The Bias-Variance Trade-Off



In [115]:

    
import numpy as np
import pandas as pd
import random
import matplotlib.pyplot as plt
%matplotlib inline
from matplotlib.pylab import rcParams
rcParams['figure.figsize'] = 12, 10

In this discussion, we're going to check numerically some of the results from yesterday's lecture. Speicifically, we're going to see how bias and variance change as we modify model complexity.

We'll start by defining some toy data and using it to build our models. In this case, we'll use the sum of some sine waves as our underlying function $h(x)$, plus some gaussian noise. Run the cell below to see an example set of this data.



In [116]:

    
np.random.seed(100)
x = np.array([i*np.pi/180 for i in range(0,360,18)])
h = lambda x: np.sin(x) + np.cos(x) + np.sin(2*x) + np.cos(2*x)
y = h(x) + np.random.normal(0,0.7,len(x))
plt.plot(x, y, '.')

We're going to compare a number of models we might use to fit this data, using polynomial regression.
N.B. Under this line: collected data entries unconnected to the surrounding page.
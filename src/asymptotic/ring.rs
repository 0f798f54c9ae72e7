//! Asymptotic rings and the factory for rings with a dependent variable.
//!
//! A ring fixes the growth variables, the options and the term monoids. Rings are cheap to
//! clone and shared by every expansion built in them.
use std::collections::HashMap;
use std::fmt;
use std::sync::Arc;

use log::{info, warn};
use num::{BigRational, One};

use crate::asymptotic::errors::AsymptoticError;
use crate::asymptotic::evaluate::{Algebra, Function, evaluate};
use crate::asymptotic::expansion::Expansion;
use crate::asymptotic::growth::{Growth, GrowthGroup};
use crate::asymptotic::poset::{SortKey, SummandPoset};
use crate::asymptotic::term_monoid::{TermKind, TermMonoid, TermMonoidFactory, VariableBounds};
use crate::asymptotic::terms::{BTerm, ExactTerm, OTerm, Summand, Term, ValidFrom};
use crate::symbolic::symbolic_engine::Expr;

//___________________________________OPTIONS____________________________________

/// Options shared by all expansions of a ring.
#[derive(Clone, Debug, PartialEq, Eq)]
pub struct RingOptions {
    /// number of terms kept by series expansions (inversion, elementary functions, Taylor)
    pub default_prec: usize,
    /// round every new B-term coefficient up to this many decimals
    pub bterm_round_to: Option<u32>,
}

impl Default for RingOptions {
    fn default() -> Self {
        RingOptions {
            default_prec: 20,
            bterm_round_to: None,
        }
    }
}

impl RingOptions {
    pub fn with_default_prec(mut self, default_prec: usize) -> Self {
        self.default_prec = default_prec;
        self
    }

    pub fn with_bterm_round_to(mut self, digits: u32) -> Self {
        self.bterm_round_to = Some(digits);
        self
    }

    /// Reads options from a TOML document with an optional `[ring]` table:
    /// ```toml
    /// [ring]
    /// default_prec = 4
    /// bterm_round_to = 3
    /// ```
    /// Missing keys keep their defaults, unknown keys are rejected.
    pub fn from_toml_str(document: &str) -> Result<RingOptions, AsymptoticError> {
        let table = document.parse::<toml::Table>()?;
        let mut options = RingOptions::default();
        let Some(ring) = table.get("ring") else {
            return Ok(options);
        };
        let ring = ring
            .as_table()
            .ok_or_else(|| AsymptoticError::Config("[ring] must be a table".to_string()))?;
        for (key, value) in ring {
            let number = value
                .as_integer()
                .ok_or_else(|| AsymptoticError::Config(format!("{} must be an integer", key)))?;
            match key.as_str() {
                "default_prec" => {
                    if number < 1 {
                        return Err(AsymptoticError::Config(
                            "default_prec must be at least 1".to_string(),
                        ));
                    }
                    options.default_prec = number as usize;
                }
                "bterm_round_to" => {
                    let digits = u32::try_from(number).map_err(|_| {
                        AsymptoticError::Config(format!("bterm_round_to out of range: {}", number))
                    })?;
                    options.bterm_round_to = Some(digits);
                }
                other => {
                    return Err(AsymptoticError::Config(format!("unknown option {}", other)));
                }
            }
        }
        Ok(options)
    }
}

//___________________________________RING____________________________________

#[derive(Debug, PartialEq)]
struct RingData {
    growth_group: GrowthGroup,
    options: RingOptions,
    term_monoids: TermMonoidFactory,
}

#[derive(Clone, Debug)]
pub struct AsymptoticRing {
    inner: Arc<RingData>,
}

impl PartialEq for AsymptoticRing {
    fn eq(&self, other: &AsymptoticRing) -> bool {
        Arc::ptr_eq(&self.inner, &other.inner) || self.inner == other.inner
    }
}

impl fmt::Display for AsymptoticRing {
    fn fmt(&self, f: &mut fmt::Formatter) -> fmt::Result {
        write!(f, "Asymptotic Ring <{}> over Symbolic Ring", self.inner.growth_group)?;
        if let Some(bounds) = self.bounds() {
            write!(f, " with {}", bounds)?;
        }
        Ok(())
    }
}

impl AsymptoticRing {
    /// A ring without dependent variable, e.g. `AsymptoticRing::new("n^QQ", RingOptions::default())`.
    pub fn new(growth_group: &str, options: RingOptions) -> Result<AsymptoticRing, AsymptoticError> {
        let growth_group: GrowthGroup = growth_group.parse()?;
        Ok(AsymptoticRing::from_parts(
            growth_group,
            options,
            TermMonoidFactory::plain(),
        ))
    }

    fn from_parts(
        growth_group: GrowthGroup,
        options: RingOptions,
        term_monoids: TermMonoidFactory,
    ) -> AsymptoticRing {
        AsymptoticRing {
            inner: Arc::new(RingData {
                growth_group,
                options,
                term_monoids,
            }),
        }
    }

    pub fn growth_group(&self) -> &GrowthGroup {
        &self.inner.growth_group
    }

    pub fn variable_names(&self) -> &[String] {
        self.inner.growth_group.variables()
    }

    pub fn options(&self) -> &RingOptions {
        &self.inner.options
    }

    pub fn default_prec(&self) -> usize {
        self.inner.options.default_prec
    }

    pub fn term_monoid(&self, kind: TermKind) -> &TermMonoid {
        self.inner.term_monoids.get(kind)
    }

    pub fn bounds(&self) -> Option<&VariableBounds> {
        self.inner.term_monoids.variable_bounds()
    }

    pub fn dependent_variable(&self) -> Option<&str> {
        self.bounds().map(VariableBounds::dependent_variable)
    }

    /// `(k, lower, upper)` with the bounds as expansions.
    pub fn variable_bounds(&self) -> Option<(Expr, Expansion, Expansion)> {
        self.bounds().map(|bounds| {
            (
                Expr::var(bounds.dependent_variable()),
                self.monomial(bounds.lower().clone()),
                self.monomial(bounds.upper().clone()),
            )
        })
    }

    //___________________________________ELEMENTS____________________________________

    pub fn zero(&self) -> Expansion {
        Expansion::from_poset(self.clone(), SummandPoset::new())
    }

    pub fn one(&self) -> Expansion {
        self.monomial(Growth::one())
    }

    /// `1*growth`
    pub fn monomial(&self, growth: Growth) -> Expansion {
        let key = SortKey {
            bound: growth.clone(),
            raw: growth.clone(),
        };
        let range = (growth.clone(), growth.clone());
        let term = ExactTerm::monomial(growth).into();
        Expansion::from_poset(self.clone(), SummandPoset::singleton(term, key, range))
    }

    pub fn constant(&self, value: Expr) -> Result<Expansion, AsymptoticError> {
        self.exact_term(value, Growth::one())
    }

    pub fn exact_term(&self, coefficient: Expr, growth: Growth) -> Result<Expansion, AsymptoticError> {
        self.from_terms([ExactTerm::new(growth, coefficient)?.into()])
    }

    pub fn o_term(&self, growth: Growth) -> Result<Expansion, AsymptoticError> {
        self.from_terms([OTerm::new(self, growth, None)?.into()])
    }

    pub fn b_term(
        &self,
        coefficient: Expr,
        growth: Growth,
        valid_from: impl Into<ValidFrom>,
    ) -> Result<Expansion, AsymptoticError> {
        let valid_from = valid_from.into().thresholds(self.variable_names());
        self.from_terms([BTerm::new(self, growth, &coefficient, valid_from)?.into()])
    }

    /// The first growth variable as an expansion.
    pub fn generator(&self) -> Expansion {
        self.gens().into_iter().next().unwrap_or_else(|| self.one())
    }

    pub fn gens(&self) -> Vec<Expansion> {
        self.variable_names()
            .iter()
            .map(|var| self.monomial(Growth::monomial(var, BigRational::one())))
            .collect()
    }

    /// `O(expansion)`
    pub fn o(&self, expansion: &Expansion) -> Result<Expansion, AsymptoticError> {
        self.check_ring(expansion)?;
        expansion.big_o()
    }

    /// Turns the exact summands of `expansion` into B-terms valid from the given thresholds.
    /// B-terms keep their coefficient and raise their thresholds.
    ///
    /// # Errors
    /// `Unsupported` if the expansion contains an O-term.
    pub fn b(
        &self,
        expansion: &Expansion,
        valid_from: impl Into<ValidFrom>,
    ) -> Result<Expansion, AsymptoticError> {
        self.check_ring(expansion)?;
        let valid_from = valid_from.into();
        let mut terms = Vec::with_capacity(expansion.len());
        for term in expansion.terms() {
            let thresholds = valid_from.thresholds(self.variable_names());
            let converted: Term = match term {
                Term::Exact(exact) => {
                    let coefficient = exact.coefficient().cloned().unwrap_or_else(Expr::one);
                    BTerm::new(self, exact.growth().clone(), &coefficient, thresholds)?.into()
                }
                Term::B(b) => {
                    let mut raised = b.clone();
                    raised.raise_valid_from(&thresholds);
                    raised.into()
                }
                Term::O(_) => {
                    return Err(AsymptoticError::Unsupported(format!(
                        "cannot convert {} into a B-term",
                        term
                    )));
                }
            };
            terms.push(converted);
        }
        self.from_terms(terms)
    }

    pub fn from_terms(
        &self,
        terms: impl IntoIterator<Item = Term>,
    ) -> Result<Expansion, AsymptoticError> {
        let mut summands = SummandPoset::new();
        for term in terms {
            summands.insert(term, self)?;
        }
        Ok(Expansion::from_poset(self.clone(), summands))
    }

    /// The expression as an expansion: growth variables become generators, every other
    /// variable stays in the coefficients.
    pub fn from_expr(&self, expr: &Expr) -> Result<Expansion, AsymptoticError> {
        evaluate(expr, self, &HashMap::new())
    }

    /// # Examples
    /// ```
    /// use RustedAsymptotics::asymptotic::ring::{AsymptoticRing, RingOptions};
    /// let ring = AsymptoticRing::new("n^QQ", RingOptions::default().with_default_prec(3)).unwrap();
    /// let x = ring.parse("1/(1 - 1/n)").unwrap();
    /// assert_eq!(x.to_string(), "1 + n^(-1) + n^(-2) + O(n^(-3))");
    /// ```
    pub fn parse(&self, input: &str) -> Result<Expansion, AsymptoticError> {
        self.from_expr(&Expr::parse_expression(input)?)
    }

    pub(crate) fn check_ring(&self, expansion: &Expansion) -> Result<(), AsymptoticError> {
        if expansion.ring() == self {
            Ok(())
        } else {
            Err(AsymptoticError::IncompatibleRings)
        }
    }
}

/// Evaluation of expressions into expansions of the ring.
impl Algebra for AsymptoticRing {
    type Element = Expansion;
    type Error = AsymptoticError;

    fn constant(&self, value: &BigRational) -> Result<Expansion, AsymptoticError> {
        AsymptoticRing::constant(self, Expr::Const(value.clone()))
    }

    fn symbol(&self, name: &str) -> Result<Expansion, AsymptoticError> {
        if self.growth_group().contains(name) {
            Ok(self.monomial(Growth::monomial(name, BigRational::one())))
        } else {
            AsymptoticRing::constant(self, Expr::var(name))
        }
    }

    fn add(&self, lhs: &Expansion, rhs: &Expansion) -> Result<Expansion, AsymptoticError> {
        lhs + rhs
    }

    fn sub(&self, lhs: &Expansion, rhs: &Expansion) -> Result<Expansion, AsymptoticError> {
        lhs - rhs
    }

    fn mul(&self, lhs: &Expansion, rhs: &Expansion) -> Result<Expansion, AsymptoticError> {
        lhs * rhs
    }

    fn neg(&self, value: &Expansion) -> Result<Expansion, AsymptoticError> {
        -value
    }

    fn div(&self, lhs: &Expansion, rhs: &Expansion) -> Result<Expansion, AsymptoticError> {
        lhs / rhs
    }

    fn pow_rational(&self, base: &Expansion, exp: &BigRational) -> Result<Expansion, AsymptoticError> {
        base.pow_rational(exp)
    }

    fn abs(&self, value: &Expansion) -> Result<Expansion, AsymptoticError> {
        value.abs()
    }

    fn apply(&self, function: Function, arg: &Expansion) -> Result<Expansion, AsymptoticError> {
        arg.apply_function(function)
    }
}

//___________________________________FACTORY____________________________________

/// Builds a univariate ring whose term monoids know that the dependent variable lies between
/// `generator^lower_bound_power` and `generator^upper_bound_power`.
///
/// Returns the ring, its generator and the dependent variable as a symbol.
///
/// # Errors
/// - `InvalidDependentVariable` if `dependent_variable` is not a bare symbol or is a growth variable
/// - `MissingBound` if one of the powers is `None`
/// - `Unsupported` for growth groups with more than one variable
///
/// # Examples
/// ```
/// use num::{BigInt, BigRational};
/// use RustedAsymptotics::asymptotic::ring::{asymptotic_ring_with_dependent_variable, RingOptions};
/// let half = BigRational::new(BigInt::from(1), BigInt::from(2));
/// let (ring, n, k) =
///     asymptotic_ring_with_dependent_variable("n^QQ", "k", -half.clone(), half, RingOptions::default())
///         .unwrap();
/// assert_eq!(k.to_string(), "k");
/// let term = (&ring.constant(k).unwrap() * &n).unwrap();
/// assert_eq!(ring.o(&term).unwrap().to_string(), "O(n^(3/2))");
/// ```
pub fn asymptotic_ring_with_dependent_variable(
    growth_group: &str,
    dependent_variable: &str,
    lower_bound_power: impl Into<Option<BigRational>>,
    upper_bound_power: impl Into<Option<BigRational>>,
    options: RingOptions,
) -> Result<(AsymptoticRing, Expansion, Expr), AsymptoticError> {
    let growth_group: GrowthGroup = growth_group.parse()?;
    let [variable] = growth_group.variables() else {
        return Err(AsymptoticError::Unsupported(format!(
            "a dependent variable needs a univariate growth group, got {}",
            growth_group
        )));
    };
    let variable = variable.clone();
    if growth_group.contains(dependent_variable.trim()) {
        return Err(AsymptoticError::InvalidDependentVariable(
            dependent_variable.to_string(),
        ));
    }
    let lower_power = lower_bound_power.into();
    let upper_power = upper_bound_power.into();
    if let (Some(lower), Some(upper)) = (&lower_power, &upper_power) {
        if lower > upper {
            warn!(
                "lower bound power {} exceeds upper bound power {} for {}",
                lower, upper, dependent_variable
            );
        }
    }
    let bounds = VariableBounds::new(
        dependent_variable,
        lower_power.map(|power| Growth::monomial(&variable, power)),
        upper_power.map(|power| Growth::monomial(&variable, power)),
    )?;
    info!("asymptotic ring <{}> with {}", growth_group, bounds);
    let k = Expr::var(bounds.dependent_variable());
    let ring = AsymptoticRing::from_parts(growth_group, options, TermMonoidFactory::with_bounds(bounds));
    let generator = ring.generator();
    Ok((ring, generator, k))
}
//! Summands of an expansion, kept free of mutually absorbing pairs.
//!
//! Every summand is stored with its sort key and dependent growth range. Inserting a summand
//! first lets existing summands absorb it (O-terms first, then B-terms, then exact terms), then
//! lets it absorb existing summands. A merged summand is inserted again until nothing absorbs
//! anymore. The entries are sorted for display: largest bound key first.
use std::cmp::Ordering;

use log::trace;

use crate::asymptotic::errors::AsymptoticError;
use crate::asymptotic::growth::Growth;
use crate::asymptotic::ring::AsymptoticRing;
use crate::asymptotic::term_monoid::TermKind;
use crate::asymptotic::terms::{GrowthRange, Summand, Term, absorbs_ranged};

/// `(bound, raw)`: the largest growth the summand can reach when `k` moves between its bounds,
/// and its own growth.
#[derive(Clone, Debug, PartialEq, Eq)]
pub struct SortKey {
    pub bound: Growth,
    pub raw: Growth,
}

/// Sort key of a summand. Without a dependent variable in the coefficient both components
/// are the growth of the summand.
pub fn element_key(term: &Term, ring: &AsymptoticRing) -> Result<SortKey, AsymptoticError> {
    let raw = term.growth().clone();
    let bound = match (ring.bounds(), term.coefficient()) {
        (Some(bounds), Some(coefficient)) if bounds.is_mentioned_in(coefficient) => {
            let (at_lower, at_upper) = bounds.boundary_growths(coefficient, ring)?;
            at_lower.join(&at_upper).mul(&raw)
        }
        _ => raw.clone(),
    };
    Ok(SortKey { bound, raw })
}

#[derive(Clone, Debug, PartialEq)]
pub struct Entry {
    pub term: Term,
    pub key: SortKey,
    pub range: GrowthRange,
}

fn kind_rank(kind: TermKind) -> u8 {
    match kind {
        TermKind::Exact => 0,
        TermKind::B => 1,
        TermKind::O => 2,
    }
}

fn display_order(a: &Entry, b: &Entry) -> Ordering {
    b.key
        .bound
        .degree()
        .cmp(&a.key.bound.degree())
        .then_with(|| b.key.raw.degree().cmp(&a.key.raw.degree()))
        .then_with(|| kind_rank(a.term.kind()).cmp(&kind_rank(b.term.kind())))
        .then_with(|| a.key.bound.display_cmp(&b.key.bound))
        .then_with(|| a.key.raw.display_cmp(&b.key.raw))
        .then_with(|| a.term.coefficient().cmp(&b.term.coefficient()))
}

#[derive(Clone, Debug, Default, PartialEq)]
pub struct SummandPoset {
    entries: Vec<Entry>,
}

impl SummandPoset {
    pub fn new() -> SummandPoset {
        SummandPoset::default()
    }

    /// A poset holding one summand with a precomputed key.
    pub(crate) fn singleton(term: Term, key: SortKey, range: GrowthRange) -> SummandPoset {
        SummandPoset {
            entries: vec![Entry { term, key, range }],
        }
    }

    pub fn len(&self) -> usize {
        self.entries.len()
    }

    pub fn is_empty(&self) -> bool {
        self.entries.is_empty()
    }

    pub fn entries(&self) -> &[Entry] {
        &self.entries
    }

    pub fn terms(&self) -> impl Iterator<Item = &Term> {
        self.entries.iter().map(|entry| &entry.term)
    }

    /// Terms for in-place changes that keep keys and ranges, e.g. raising thresholds.
    pub(crate) fn terms_mut(&mut self) -> impl Iterator<Item = &mut Term> {
        self.entries.iter_mut().map(|entry| &mut entry.term)
    }

    pub fn first(&self) -> Option<&Entry> {
        self.entries.first()
    }

    fn absorber_of(&self, term: &Term, range: &GrowthRange) -> Option<usize> {
        [TermKind::O, TermKind::B, TermKind::Exact]
            .into_iter()
            .find_map(|kind| {
                self.entries.iter().position(|entry| {
                    entry.term.kind() == kind && absorbs_ranged(&entry.term, &entry.range, term, range)
                })
            })
    }

    /// Adds a summand, merging it with everything that absorbs it or that it absorbs.
    pub fn insert(&mut self, term: Term, ring: &AsymptoticRing) -> Result<(), AsymptoticError> {
        let mut pending = Some(term);
        while let Some(term) = pending.take() {
            if term.is_zero() {
                return Ok(());
            }
            let range = term.dependent_growth_range(ring)?;
            if let Some(index) = self.absorber_of(&term, &range) {
                let existing = self.entries.remove(index);
                trace!("{} absorbs {}", existing.term, term);
                pending = existing.term.absorb(&term, ring)?;
                continue;
            }
            let absorbed = self
                .entries
                .iter()
                .position(|entry| absorbs_ranged(&term, &range, &entry.term, &entry.range));
            if let Some(index) = absorbed {
                let existing = self.entries.remove(index);
                trace!("{} absorbs {}", term, existing.term);
                pending = term.absorb(&existing.term, ring)?;
                continue;
            }
            let key = element_key(&term, ring)?;
            self.entries.push(Entry { term, key, range });
            self.entries.sort_by(display_order);
        }
        Ok(())
    }

    /// Drops entries, keys and ranges of the others stay valid.
    pub(crate) fn retain(&mut self, keep: impl FnMut(&Entry) -> bool) {
        self.entries.retain(keep);
    }
}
Specifically, we're going to compare models with polynomial terms varying from 1 to 20. The cell below implements a polynomial regression of degree $p$, given data $x$ and $y$.

Recall that a polynomial regression of degree $p$ will find weights $\theta$ to fit the following equation:

$$f_\theta(x) = \theta_0 + \theta_1 x + \theta_2 x^2 + ... + \theta_{p-1} x^{p-1} + \theta_p x^p$$



In [126]:

    
from sklearn.linear_model import LinearRegression
from sklearn.preprocessing import PolynomialFeatures

def poly_regression(x, y, p):
    
    reg = LinearRegression(normalize=True)
    poly = PolynomialFeatures(degree=p)
    poly_basis = poly.fit_transform(x.reshape(-1,1))
    reg.fit(poly_basis, y)
    f_theta = reg.predict(poly_basis)
    
    return f_theta

def smooth_curve(x, y, p):
    
    # computes predictions for all more values, to get a smoother curve
    # you will not need to use this function
    
    reg = LinearRegression(normalize=True)
    poly = PolynomialFeatures(degree=p)
    poly_basis = poly.fit_transform(x.reshape(-1,1))
    reg.fit(poly_basis, y)
    
    x_extended = np.array([i*np.pi/180 for i in range(0,360,6)])
    poly_extended = PolynomialFeatures(degree=p)
    poly_basis_extended = poly_extended.fit_transform(x_extended.reshape(-1,1))
    f_theta = reg.predict(poly_basis_extended)
    
    return f_theta

Question 1:

We plot some of these prediction functions below, with the prediction curve $f_\theta(x)$ for each in green. What causes the change in shape between various prediction curves? Which models seem to be overfitting? Which are underfitting? Which models have lower bias? Which have lower variance?



In [127]:

    
curve = np.array([i*np.pi/180 for i in range(0,360,6)])
plots = [(1,231),(3,232),(5,233),(10,234),(15,235),(30,236)]

for p, subplot in plots:
    plt.subplot(subplot)
    plt.plot(x, y, ".")
    plt.plot(curve, smooth_curve(x, y, p))
    plt.title('Plot for p={}'.format(p))
    plt.ylim((-3,4))

Now let's consider the three componets that make up our squared error:

$$\mathbf{E}\left[\left(y - f_\theta (x)\right)^2\right] = \mathbf{E}\left[\left(y - h (x)\right)^2\right] + \mathbf{E}\left[\left(h(x) - \mathbf{E}_\theta[f_\theta (x)]\right)^2\right] + \mathbf{E}\left[\left(\mathbf{E}_\theta[f_\theta (x)] - f_\theta (x)\right)^2\right]$$

Recall from lecture that these three components represent:

Noise: $\mathbf{E}\left[\left(y - h (x)\right)^2\right]$

Bias$^2$: $\mathbf{E}\left[\left(h(x) - \mathbf{E}_\theta[f_\theta (x)]\right)^2\right]$

Variance: $\mathbf{E}\left[\left(\mathbf{E}_\theta[f_\theta (x)] - f_\theta (x)\right)^2\right]$

We want to calculate the necessary terms numerically.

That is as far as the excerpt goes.